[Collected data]
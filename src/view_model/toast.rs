//! Transient notifications.

use std::collections::VecDeque;

/// Ticks a toast stays on screen (100 ms per tick).
pub const TOAST_TTL_TICKS: u16 = 40;
/// Toasts shown at once; the oldest is dropped first.
pub const MAX_TOASTS: usize = 3;

#[derive(Debug, Clone, Copy, PartialEq, Eq)]
pub enum ToastVariant {
    Success,
    Destructive,
}

#[derive(Debug, Clone, PartialEq, Eq)]
pub struct Toast {
    pub title: String,
    pub description: String,
    /// Underlying cause, shown dimmed under the description
    pub detail: Option<String>,
    pub variant: ToastVariant,
    ttl: u16,
}

impl Toast {
    pub fn success(description: impl Into<String>) -> Self {
        Self {
            title: "Успешно".to_string(),
            description: description.into(),
            detail: None,
            variant: ToastVariant::Success,
            ttl: TOAST_TTL_TICKS,
        }
    }

    pub fn error(description: impl Into<String>) -> Self {
        Self {
            title: "Ошибка".to_string(),
            description: description.into(),
            detail: None,
            variant: ToastVariant::Destructive,
            ttl: TOAST_TTL_TICKS,
        }
    }

    pub fn with_detail(mut self, detail: impl Into<String>) -> Self {
        self.detail = Some(detail.into());
        self
    }

    pub fn is_error(&self) -> bool {
        self.variant == ToastVariant::Destructive
    }

    pub fn remaining_ticks(&self) -> u16 {
        self.ttl
    }
}

#[derive(Debug, Default, Clone)]
pub struct ToastQueue {
    toasts: VecDeque<Toast>,
}

impl ToastQueue {
    pub fn new() -> Self {
        Self::default()
    }

    pub fn push(&mut self, toast: Toast) {
        if self.toasts.len() == MAX_TOASTS {
            self.toasts.pop_front();
        }
        self.toasts.push_back(toast);
    }

    pub fn extend(&mut self, toasts: impl IntoIterator<Item = Toast>) {
        for toast in toasts {
            self.push(toast);
        }
    }

    /// Age every toast by one tick. Returns true if any expired.
    pub fn tick(&mut self) -> bool {
        let before = self.toasts.len();
        for toast in self.toasts.iter_mut() {
            toast.ttl = toast.ttl.saturating_sub(1);
        }
        self.toasts.retain(|t| t.ttl > 0);
        self.toasts.len() != before
    }

    pub fn dismiss_all(&mut self) {
        self.toasts.clear();
    }

    pub fn iter(&self) -> impl Iterator<Item = &Toast> {
        self.toasts.iter()
    }

    pub fn len(&self) -> usize {
        self.toasts.len()
    }

    pub fn is_empty(&self) -> bool {
        self.toasts.is_empty()
    }
}
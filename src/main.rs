use rpg_forum::app::{App, AppMessage};
use rpg_forum::cli::{parse_args, run_cli_command, CliCommand};
use rpg_forum::config::ForumConfig;
use rpg_forum::logging::init_logging;
use rpg_forum::terminal::{setup_panic_hook, TerminalManager};
use rpg_forum::ui;

use color_eyre::Result;
use crossterm::event::{Event, EventStream};
use futures::StreamExt;
use ratatui::Terminal;
use tokio::sync::mpsc;
use tracing::{info, warn};

/// Animation and toast clock.
const TICK_INTERVAL_MS: u64 = 100;

fn main() -> Result<()> {
    color_eyre::install()?;

    // Flags are handled before the terminal is touched
    let command = match parse_args(std::env::args()) {
        Ok(command) => command,
        Err(e) => {
            eprintln!("rpg-forum: {}", e);
            std::process::exit(2);
        }
    };
    if run_cli_command(&command) {
        return Ok(());
    }
    let CliCommand::Run(overrides) = command else {
        return Ok(());
    };

    let config = match ForumConfig::from_env() {
        Ok(config) => overrides.apply(config),
        Err(e) => {
            eprintln!("rpg-forum: {}", e);
            std::process::exit(2);
        }
    };

    match init_logging(config.log_file.as_deref()) {
        Ok(path) => info!(
            log = %path.display(),
            "rpg-forum {} starting",
            env!("CARGO_PKG_VERSION")
        ),
        Err(e) => eprintln!("Warning: logging disabled: {}", e),
    }
    info!(
        topics = %config.topics_url,
        comments = %config.comments_url,
        timeout_ms = config.timeout.as_millis() as u64,
        "forum endpoints"
    );

    // Setup panic hook to ensure terminal cleanup on panic
    setup_panic_hook();

    let runtime = tokio::runtime::Runtime::new()?;
    runtime.block_on(async {
        let mut manager = TerminalManager::new()?;
        let mut app = App::from_config(&config);
        app.start();

        let result = run_app(manager.terminal(), &mut app).await;

        manager.restore()?;
        if let Err(e) = &result {
            warn!(error = %e, "event loop failed");
        }
        info!("rpg-forum exiting");
        result
    })
}

async fn run_app<B: ratatui::backend::Backend>(
    terminal: &mut Terminal<B>,
    app: &mut App,
) -> Result<()>
where
    B::Error: Send + Sync + 'static,
{
    // Create async event stream for keyboard input
    let mut event_stream = EventStream::new();

    // Take the message receiver from the app (we need ownership for select!)
    let mut message_rx: Option<mpsc::UnboundedReceiver<AppMessage>> = app.message_rx.take();

    let mut ticker = tokio::time::interval(std::time::Duration::from_millis(TICK_INTERVAL_MS));

    loop {
        // Draw the UI only when needed
        if app.needs_redraw {
            terminal.draw(|f| ui::render(f, app))?;
            app.needs_redraw = false;
        }

        tokio::select! {
            _ = ticker.tick() => {
                app.tick();
            }

            event_result = event_stream.next() => {
                match event_result {
                    Some(Ok(Event::Key(key))) => app.handle_key(key),
                    Some(Ok(Event::Paste(text))) => app.handle_paste(&text),
                    Some(Ok(Event::Resize(_, _))) => app.mark_dirty(),
                    Some(Ok(_)) => {}
                    Some(Err(e)) => {
                        warn!(error = %e, "terminal event stream error");
                    }
                    None => break,
                }
            }

            Some(msg) = async {
                match message_rx.as_mut() {
                    Some(rx) => rx.recv().await,
                    None => std::future::pending().await,
                }
            } => {
                app.handle_message(msg);
            }
        }

        if app.should_quit {
            break;
        }
    }

    Ok(())
}
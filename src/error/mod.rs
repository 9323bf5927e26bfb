//! Unified error handling for the forum client.
//!
//! - **Error Categories**: routing decisions (retry, toast, inline)
//! - **Domain-specific Errors**: Network, Validation and Auth errors
//! - **Unified Error Type**: `ForumError` consolidates them
//! - **Result Type Alias**: `ForumResult<T>`
//!
//! | Category | Description | Retryable | Surfaces as |
//! |----------|-------------|-----------|-------------|
//! | Network | Connection refused, timeout | Yes | Toast |
//! | Server | 5xx from the API | Yes | Toast |
//! | Client | 4xx, undecodable body | No | Toast |
//! | Validation | Empty or malformed field | No | Inline |
//! | Auth | Rejected credentials | No | Inline |

mod auth;
mod category;
mod forum_error;
mod network;
mod result;
pub mod validation;

pub use auth::AuthError;
pub use category::ErrorCategory;
pub use forum_error::ForumError;
pub use network::NetworkError;
pub use result::{ForumResult, ResultExt};
pub use validation::ValidationError;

**ASSIGNED TASK:**
Reproduce exactly every line that sits between the start of the entries and the line bearing "#[derive(Debug, Clone, Copy, PartialEq, Eq)]", counting both of those lines.

**ANSWER SECTION:**
filename src/view_model/toast.rs
//! Transient notifications.

use std::collections::VecDeque;

/// Ticks a toast stays on screen (100 ms per tick).
pub const TOAST_TTL_TICKS: u16 = 40;
/// Toasts shown at once; the oldest is dropped first.
pub const MAX_TOASTS: usize = 3;

#[derive(Debug, Clone, Copy, PartialEq, Eq)]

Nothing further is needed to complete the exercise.